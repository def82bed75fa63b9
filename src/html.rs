use std::io::{self, Write};

use itertools::Itertools;

pub const LEAFLET_CSS: &str = "https://cdn.jsdelivr.net/npm/leaflet@1.9.4/dist/leaflet.css";
pub const LEAFLET_JS: &str = "https://cdn.jsdelivr.net/npm/leaflet@1.9.4/dist/leaflet.js";

/// Id of the `<div>` holding the map.
pub const MAP_DIV: &str = "map";

/// A file the document head has to link.
#[derive(Debug, Clone, Copy, PartialEq, Eq, Hash)]
pub enum Asset {
    Stylesheet(&'static str),
    Script(&'static str),
}

/// Anything which can be drawn by leaflet.
pub trait Element {
    /// Prefix of the javascript variable holding the element.
    fn kind(&self) -> &'static str;

    /// Write the javascript expression building the element.
    fn write_constructor(&self, writer: &mut dyn Write) -> io::Result<()>;

    /// Statements to run on the built element (popups, tooltips).
    fn write_bindings(&self, _writer: &mut dyn Write, _name: &str) -> io::Result<()> {
        Ok(())
    }

    fn assets(&self) -> Vec<Asset> {
        Vec::new()
    }
}

/// Declare `name`, build `element` into it and attach it to `parent`.
pub fn write_element<W: Write>(
    writer: &mut W,
    element: &dyn Element,
    name: &str,
    parent: Option<&str>,
) -> io::Result<()> {
    write!(writer, "var {name} = ")?;
    element.write_constructor(writer)?;
    writeln!(writer, ";")?;
    element.write_bindings(writer, name)?;
    if let Some(parent) = parent {
        writeln!(writer, "{name}.addTo({parent});")?;
    }
    Ok(())
}

/// Encode `value` as a javascript literal safe to inline in a `<script>`.
pub fn js<T: serde::Serialize + ?Sized>(value: &T) -> io::Result<String> {
    Ok(serde_json::to_string(value)?.replace("</script", "<\\/script"))
}

pub fn save_document_to_writer<W: Write>(
    writer: &mut W,
    assets: &[Asset],
    script: &[u8],
) -> io::Result<()> {
    writeln!(writer, "<!DOCTYPE html>")?;
    writeln!(writer, "<html>")?;
    writeln!(writer, "<head>")?;
    writeln!(
        writer,
        "<meta http-equiv='content-type' content='text/html; charset=UTF-8' />"
    )?;
    writeln!(
        writer,
        "<meta name='viewport' content='width=device-width, initial-scale=1.0, maximum-scale=1.0, user-scalable=no' />"
    )?;
    let leaflet = [Asset::Stylesheet(LEAFLET_CSS), Asset::Script(LEAFLET_JS)];
    for asset in leaflet.iter().chain(assets).unique() {
        match asset {
            Asset::Stylesheet(href) => writeln!(writer, "<link rel='stylesheet' href='{href}'/>")?,
            Asset::Script(src) => writeln!(writer, "<script src='{src}'></script>")?,
        }
    }
    writeln!(
        writer,
        "<style>html, body {{width: 100%; height: 100%; margin: 0; padding: 0;}} #{MAP_DIV} {{position: absolute; top: 0; bottom: 0; right: 0; left: 0;}}</style>"
    )?;
    writeln!(writer, "</head>")?;
    writeln!(writer, "<body>")?;
    writeln!(writer, "<div id='{MAP_DIV}'></div>")?;
    writeln!(writer, "<script>")?;
    writer.write_all(script)?;
    writeln!(writer, "</script>")?;
    writeln!(writer, "</body>")?;
    writeln!(writer, "</html>")?;
    Ok(())
}
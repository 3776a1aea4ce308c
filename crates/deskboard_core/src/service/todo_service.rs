//! Daily todo use-case service.
//!
//! # Responsibility
//! - Provide create/toggle/delete/read APIs over date-bucketed todos.
//!
//! # Invariants
//! - A todo never moves between date buckets.
//! - Reads never create a bucket; an emptied bucket keeps its key.
//! - A lookup miss mutates nothing and fires no notification.

use crate::model::todo::{Todo, TodoId};
use crate::store::{DocumentSlot, Store, StoreError};
use chrono::NaiveDate;
use log::info;
use std::error::Error;
use std::fmt::{Display, Formatter};

pub type TodoServiceResult<T> = Result<T, TodoServiceError>;

/// Service error for todo use-cases.
#[derive(Debug)]
pub enum TodoServiceError {
    /// Text is empty after trimming.
    EmptyText,
    /// No todo with this id exists under this date bucket.
    TodoNotFound { id: TodoId, date: NaiveDate },
    /// Persistence-layer failure.
    Store(StoreError),
}

impl Display for TodoServiceError {
    fn fmt(&self, f: &mut Formatter<'_>) -> std::fmt::Result {
        match self {
            Self::EmptyText => write!(f, "todo text cannot be empty"),
            Self::TodoNotFound { id, date } => {
                write!(f, "todo not found: {id} under {date}")
            }
            Self::Store(err) => write!(f, "{err}"),
        }
    }
}

impl Error for TodoServiceError {
    fn source(&self) -> Option<&(dyn Error + 'static)> {
        match self {
            Self::EmptyText | Self::TodoNotFound { .. } => None,
            Self::Store(err) => Some(err),
        }
    }
}

impl From<StoreError> for TodoServiceError {
    fn from(value: StoreError) -> Self {
        Self::Store(value)
    }
}

/// Use-case service over the document's date-bucketed todos.
pub struct TodoService<'a, S: DocumentSlot> {
    store: &'a mut Store<S>,
}

impl<'a, S: DocumentSlot> TodoService<'a, S> {
    pub fn new(store: &'a mut Store<S>) -> Self {
        Self { store }
    }

    /// Appends a todo with the trimmed `text` to the bucket for `date`,
    /// creating the bucket if absent. Returns the created todo id.
    pub fn add_todo(&mut self, text: &str, date: NaiveDate) -> TodoServiceResult<TodoId> {
        let text = text.trim();
        if text.is_empty() {
            return Err(TodoServiceError::EmptyText);
        }

        let todo = Todo::new(text);
        let id = todo.id;
        self.store.mutate(|doc| {
            doc.todos.entry(date).or_default().push(todo);
        })?;

        info!("event=todo_add module=todo_service status=ok id={id} date={date}");
        Ok(id)
    }

    /// Flips `completed` on the matching todo within that date's bucket.
    ///
    /// # Errors
    /// - `TodoNotFound` when the bucket or the id is absent; no
    ///   notification fires.
    pub fn toggle_todo(&mut self, id: TodoId, date: NaiveDate) -> TodoServiceResult<()> {
        if !self.contains(id, date) {
            return Err(TodoServiceError::TodoNotFound { id, date });
        }

        self.store.mutate(|doc| {
            if let Some(bucket) = doc.todos.get_mut(&date) {
                if let Some(todo) = bucket.iter_mut().find(|todo| todo.id == id) {
                    todo.toggle();
                }
            }
        })?;

        info!("event=todo_toggle module=todo_service status=ok id={id} date={date}");
        Ok(())
    }

    /// Removes the matching todo from that date's bucket. The bucket keeps
    /// its key even when emptied.
    ///
    /// # Errors
    /// - `TodoNotFound` when the bucket or the id is absent; no
    ///   notification fires.
    pub fn delete_todo(&mut self, id: TodoId, date: NaiveDate) -> TodoServiceResult<()> {
        if !self.contains(id, date) {
            return Err(TodoServiceError::TodoNotFound { id, date });
        }

        self.store.mutate(|doc| {
            if let Some(bucket) = doc.todos.get_mut(&date) {
                bucket.retain(|todo| todo.id != id);
            }
        })?;

        info!("event=todo_delete module=todo_service status=ok id={id} date={date}");
        Ok(())
    }

    /// Returns the bucket for `date`, or an empty slice when the date has
    /// no bucket. Pure read; never creates a bucket.
    pub fn todos_for_date(&self, date: NaiveDate) -> &[Todo] {
        self.store.document().todos_for(date)
    }

    fn contains(&self, id: TodoId, date: NaiveDate) -> bool {
        self.store
            .document()
            .todos_for(date)
            .iter()
            .any(|todo| todo.id == id)
    }
}
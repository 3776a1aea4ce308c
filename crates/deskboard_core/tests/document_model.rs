use chrono::{Local, NaiveDate};
use deskboard_core::{
    Document, Filters, Issue, IssueStatus, Priority, PriorityFilter, Theme, Todo,
};
use uuid::Uuid;

fn date(y: i32, m: u32, d: u32) -> NaiveDate {
    NaiveDate::from_ymd_opt(y, m, d).unwrap()
}

fn sample_issue(title: &str, priority: Priority) -> Issue {
    Issue::new(title, priority, date(2024, 3, 1))
}

#[test]
fn default_document_is_canonical_empty_state() {
    let doc = Document::default();

    assert!(doc.issues.is_empty());
    assert!(doc.todos.is_empty());
    assert_eq!(doc.theme, Theme::Light);
    assert_eq!(doc.current_date, Local::now().date_naive());
    assert_eq!(doc.filters.priority, PriorityFilter::All);
    assert!(doc.filters.search.is_empty());
}

#[test]
fn document_roundtrip_is_deep_equal() {
    let mut doc = Document::default();
    let mut issue = sample_issue("Roundtrip", Priority::Critical);
    issue.description = "with description".to_string();
    issue.due_date = Some(date(2024, 4, 1));
    issue.status = IssueStatus::InProgress;
    issue.source_url = Some("https://example.com/42".to_string());
    doc.issues.push(issue);
    doc.todos
        .insert(date(2024, 3, 1), vec![Todo::new("write tests")]);
    doc.theme = Theme::Dark;
    doc.current_date = date(2024, 3, 2);
    doc.filters.priority = PriorityFilter::High;
    doc.filters.search = "round".to_string();

    let body = serde_json::to_string(&doc).unwrap();
    let decoded: Document = serde_json::from_str(&body).unwrap();
    assert_eq!(decoded, doc);
}

#[test]
fn document_serialization_uses_expected_wire_fields() {
    let mut doc = Document::default();
    doc.current_date = date(2024, 3, 1);
    let issue_id = Uuid::parse_str("11111111-2222-4333-8444-555555555555").unwrap();
    let mut issue = Issue::with_id(issue_id, "Wire shape", Priority::Critical, date(2024, 2, 28));
    issue.status = IssueStatus::InProgress;
    doc.issues.push(issue);
    doc.todos
        .insert(date(2024, 3, 1), vec![Todo::new("bucket entry")]);

    let json = serde_json::to_value(&doc).unwrap();
    assert_eq!(json["currentDate"], "2024-03-01");
    assert_eq!(json["theme"], "light");
    assert_eq!(json["filters"]["priority"], "all");
    assert_eq!(json["filters"]["search"], "");
    assert_eq!(json["issues"][0]["id"], issue_id.to_string());
    assert_eq!(json["issues"][0]["status"], "in-progress");
    assert_eq!(json["issues"][0]["priority"], "critical");
    assert_eq!(json["issues"][0]["createdAt"], "2024-02-28");
    assert_eq!(json["todos"]["2024-03-01"][0]["completed"], false);
}

#[test]
fn locally_created_issue_omits_optional_wire_fields() {
    let json = serde_json::to_value(sample_issue("Local", Priority::Low)).unwrap();
    let object = json.as_object().unwrap();
    assert!(!object.contains_key("sourceUrl"));
    assert!(!object.contains_key("dueDate"));
}

#[test]
fn missing_fields_merge_against_canonical_default() {
    let decoded: Document = serde_json::from_str(r#"{"theme":"dark"}"#).unwrap();

    assert_eq!(decoded.theme, Theme::Dark);
    assert!(decoded.issues.is_empty());
    assert!(decoded.todos.is_empty());
    assert_eq!(decoded.filters, Filters::default());
}

#[test]
fn unknown_fields_are_tolerated_on_load() {
    let decoded: Document =
        serde_json::from_str(r#"{"issues":[],"futureField":{"nested":true}}"#).unwrap();
    assert!(decoded.issues.is_empty());
}

#[test]
fn priority_filter_admits_all_or_exact_match() {
    assert!(PriorityFilter::All.admits(Priority::Low));
    assert!(PriorityFilter::All.admits(Priority::Critical));
    assert!(PriorityFilter::High.admits(Priority::High));
    assert!(!PriorityFilter::High.admits(Priority::Medium));
}

#[test]
fn filters_match_title_and_description_case_insensitively() {
    let mut issue = sample_issue("Fix LOGIN page", Priority::Medium);
    issue.description = "Session cookie expires".to_string();

    let title_hit = Filters {
        priority: PriorityFilter::All,
        search: "login".to_string(),
    };
    let description_hit = Filters {
        priority: PriorityFilter::All,
        search: "COOKIE".to_string(),
    };
    let miss = Filters {
        priority: PriorityFilter::All,
        search: "payments".to_string(),
    };
    let wrong_priority = Filters {
        priority: PriorityFilter::Critical,
        search: "login".to_string(),
    };

    assert!(title_hit.matches(&issue));
    assert!(description_hit.matches(&issue));
    assert!(!miss.matches(&issue));
    assert!(!wrong_priority.matches(&issue));
}

#[test]
fn empty_search_matches_everything() {
    let filters = Filters::default();
    assert!(filters.matches(&sample_issue("anything", Priority::Low)));
}
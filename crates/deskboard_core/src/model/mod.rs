//! Domain model for the DeskBoard document.
//!
//! # Responsibility
//! - Define the single serializable Document and its issue/todo records.
//! - Keep the persisted wire shape stable (camelCase fields, kebab-case
//!   status values) and forward-compatible via per-field defaults.
//!
//! # Invariants
//! - Every issue and todo is identified by a stable id assigned at creation.
//! - The Document is the sole unit of persistence; it round-trips through
//!   JSON without loss.

pub mod document;
pub mod issue;
pub mod todo;
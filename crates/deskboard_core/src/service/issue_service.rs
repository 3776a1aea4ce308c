//! Issue use-case service.
//!
//! # Responsibility
//! - Provide CRUD, batch import and filtering over the document's issue
//!   list.
//!
//! # Invariants
//! - `created_at` is stamped from the document's `current_date` at creation
//!   and never patched afterwards.
//! - Issue order is creation/import order; no operation reorders the list.
//! - A lookup miss mutates nothing and fires no notification.

use crate::model::document::{Filters, PriorityFilter};
use crate::model::issue::{Issue, IssueId, IssueStatus, Priority};
use crate::store::{DocumentSlot, Store, StoreError};
use chrono::NaiveDate;
use log::info;
use std::error::Error;
use std::fmt::{Display, Formatter};
use uuid::Uuid;

pub type IssueServiceResult<T> = Result<T, IssueServiceError>;

/// Service error for issue use-cases.
#[derive(Debug)]
pub enum IssueServiceError {
    /// Title is empty after trimming.
    EmptyTitle,
    /// Target issue does not exist.
    IssueNotFound(IssueId),
    /// Persistence-layer failure.
    Store(StoreError),
}

impl Display for IssueServiceError {
    fn fmt(&self, f: &mut Formatter<'_>) -> std::fmt::Result {
        match self {
            Self::EmptyTitle => write!(f, "issue title cannot be empty"),
            Self::IssueNotFound(id) => write!(f, "issue not found: {id}"),
            Self::Store(err) => write!(f, "{err}"),
        }
    }
}

impl Error for IssueServiceError {
    fn source(&self) -> Option<&(dyn Error + 'static)> {
        match self {
            Self::EmptyTitle | Self::IssueNotFound(_) => None,
            Self::Store(err) => Some(err),
        }
    }
}

impl From<StoreError> for IssueServiceError {
    fn from(value: StoreError) -> Self {
        Self::Store(value)
    }
}

/// Request model for creating an issue.
///
/// Unsupplied fields keep the defaults from `titled`.
#[derive(Debug, Clone, PartialEq, Eq)]
pub struct NewIssueRequest {
    pub title: String,
    pub description: String,
    pub priority: Priority,
    pub status: IssueStatus,
    pub due_date: Option<NaiveDate>,
}

impl NewIssueRequest {
    /// Creates a request with the given title and default fields: empty
    /// description, `Medium` priority, `Open` status, no due date.
    pub fn titled(title: impl Into<String>) -> Self {
        Self {
            title: title.into(),
            description: String::new(),
            priority: Priority::Medium,
            status: IssueStatus::Open,
            due_date: None,
        }
    }
}

/// Partial update for one issue. `None` fields are left unchanged.
#[derive(Debug, Clone, Default, PartialEq, Eq)]
pub struct IssuePatch {
    pub title: Option<String>,
    pub description: Option<String>,
    pub priority: Option<Priority>,
    pub status: Option<IssueStatus>,
    /// Outer `None` leaves the due date unchanged; `Some(None)` clears it.
    pub due_date: Option<Option<NaiveDate>>,
}

impl IssuePatch {
    fn apply(self, issue: &mut Issue) {
        if let Some(title) = self.title {
            issue.title = title;
        }
        if let Some(description) = self.description {
            issue.description = description;
        }
        if let Some(priority) = self.priority {
            issue.priority = priority;
        }
        if let Some(status) = self.status {
            issue.status = status;
        }
        if let Some(due_date) = self.due_date {
            issue.due_date = due_date;
        }
    }
}

/// One facet change for the issue list filter.
#[derive(Debug, Clone, PartialEq, Eq)]
pub enum FilterChange {
    Priority(PriorityFilter),
    Search(String),
}

/// Use-case service over the document's issue list.
///
/// Borrows the store exclusively for the duration of one interaction.
pub struct IssueService<'a, S: DocumentSlot> {
    store: &'a mut Store<S>,
}

impl<'a, S: DocumentSlot> IssueService<'a, S> {
    pub fn new(store: &'a mut Store<S>) -> Self {
        Self { store }
    }

    /// Creates an issue from `request` and appends it to the board.
    ///
    /// # Contract
    /// - Assigns a fresh stable id.
    /// - Stamps `created_at` from the document's `current_date`.
    /// - Returns the created issue id.
    pub fn add_issue(&mut self, request: NewIssueRequest) -> IssueServiceResult<IssueId> {
        let title = request.title.trim().to_string();
        if title.is_empty() {
            return Err(IssueServiceError::EmptyTitle);
        }

        let id = Uuid::new_v4();
        self.store.mutate(|doc| {
            let created_at = doc.current_date;
            doc.issues.push(Issue {
                id,
                title,
                description: request.description,
                priority: request.priority,
                status: request.status,
                due_date: request.due_date,
                created_at,
                source_url: None,
            });
        })?;

        info!("event=issue_add module=issue_service status=ok id={id}");
        Ok(id)
    }

    /// Merges `patch` into the issue with the given id.
    ///
    /// # Errors
    /// - `IssueNotFound` when no issue carries `id`; the document is left
    ///   untouched and no notification fires.
    pub fn update_issue(&mut self, id: IssueId, patch: IssuePatch) -> IssueServiceResult<()> {
        if self.store.document().issue(id).is_none() {
            return Err(IssueServiceError::IssueNotFound(id));
        }

        self.store.mutate(|doc| {
            if let Some(issue) = doc.issue_mut(id) {
                patch.apply(issue);
            }
        })?;

        info!("event=issue_update module=issue_service status=ok id={id}");
        Ok(())
    }

    /// Removes the issue with the given id.
    ///
    /// # Errors
    /// - `IssueNotFound` when no issue carries `id`; no notification fires.
    pub fn delete_issue(&mut self, id: IssueId) -> IssueServiceResult<()> {
        if self.store.document().issue(id).is_none() {
            return Err(IssueServiceError::IssueNotFound(id));
        }

        self.store.mutate(|doc| {
            doc.issues.retain(|issue| issue.id != id);
        })?;

        info!("event=issue_delete module=issue_service status=ok id={id}");
        Ok(())
    }

    /// Appends a batch of externally sourced issues in the order received.
    ///
    /// Each issue already carries a pre-assigned unique id from the import
    /// adapter. An empty batch mutates nothing and fires no notification.
    /// Returns the number of issues appended.
    pub fn import_issues(&mut self, batch: Vec<Issue>) -> IssueServiceResult<usize> {
        if batch.is_empty() {
            return Ok(0);
        }

        let count = batch.len();
        self.store.mutate(|doc| {
            doc.issues.extend(batch);
        })?;

        info!("event=issue_import module=issue_service status=ok count={count}");
        Ok(count)
    }

    /// Sets one facet of the issue list filter.
    ///
    /// Filters are UI state but persist with the document, so the change
    /// notifies and persists like any other mutation.
    pub fn set_filter(&mut self, change: FilterChange) -> IssueServiceResult<()> {
        self.store.mutate(|doc| match change {
            FilterChange::Priority(priority) => doc.filters.priority = priority,
            FilterChange::Search(search) => doc.filters.search = search,
        })?;
        Ok(())
    }

    /// Returns the issues passing the document's current filters, in board
    /// order. Pure read; recomputed on every call, no caching.
    pub fn filtered_issues(&self) -> Vec<Issue> {
        let doc = self.store.document();
        doc.issues
            .iter()
            .filter(|issue| doc.filters.matches(issue))
            .cloned()
            .collect()
    }

    /// Current filter state, for callers rendering filter controls.
    pub fn filters(&self) -> &Filters {
        &self.store.document().filters
    }
}
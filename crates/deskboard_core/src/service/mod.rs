//! Core use-case services.
//!
//! # Responsibility
//! - Orchestrate document mutations into use-case level APIs.
//! - Keep callers decoupled from storage and notification details.
//!
//! # Invariants
//! - Every mutation runs through `Store::mutate`; services never write to
//!   the slot directly.
//! - Lookup misses are reported as typed `NotFound` errors and fire no
//!   notification.

pub mod issue_service;
pub mod todo_service;
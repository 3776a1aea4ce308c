//! SQLite migration registry and executor.
//!
//! # Responsibility
//! - Register schema migrations in strictly increasing order.
//! - Apply pending migrations atomically.
//!
//! # Invariants
//! - `version` values must remain monotonic.
//! - Applied migration version is mirrored to `PRAGMA user_version`.

use crate::db::{DbError, DbResult};
use rusqlite::Connection;

#[derive(Debug, Clone, Copy)]
struct Migration {
    version: u32,
    sql: &'static str,
}

const MIGRATIONS: &[Migration] = &[Migration {
    version: 1,
    sql: include_str!("0001_document_slot.sql"),
}];

/// Returns the latest migration version known by this binary.
pub fn latest_version() -> u32 {
    MIGRATIONS.last().map_or(0, |migration| migration.version)
}

/// Applies all pending migrations on the provided connection.
pub fn apply_migrations(conn: &mut Connection) -> DbResult<()> {
    let current_version = current_user_version(conn)?;
    let latest = latest_version();

    if current_version > latest {
        return Err(DbError::UnsupportedSchemaVersion {
            db_version: current_version,
            latest_supported: latest,
        });
    }

    if current_version == latest {
        return Ok(());
    }

    let tx = conn.transaction()?;
    for migration in MIGRATIONS {
        if migration.version <= current_version {
            continue;
        }

        tx.execute_batch(migration.sql)?;
        tx.execute_batch(&format!("PRAGMA user_version = {};", migration.version))?;
    }
    tx.commit()?;

    Ok(())
}

fn current_user_version(conn: &Connection) -> DbResult<u32> {
    let version = conn.query_row("PRAGMA user_version;", [], |row| row.get::<_, u32>(0))?;
    Ok(version)
}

*WHAT IS EXPECTED*. From the line containing "todo use-case service." down to the line containing "keeps its key." in the material above, reproduce every line exactly, including the two end lines.

*WRITTEN SOLUTION*.
//! Daily todo use-case service.
//!
//! # Responsibility
//! - Provide create/toggle/delete/read APIs over date-bucketed todos.
//!
//! # Invariants
//! - A todo never moves between date buckets.
//! - Reads never create a bucket; an emptied bucket keeps its key.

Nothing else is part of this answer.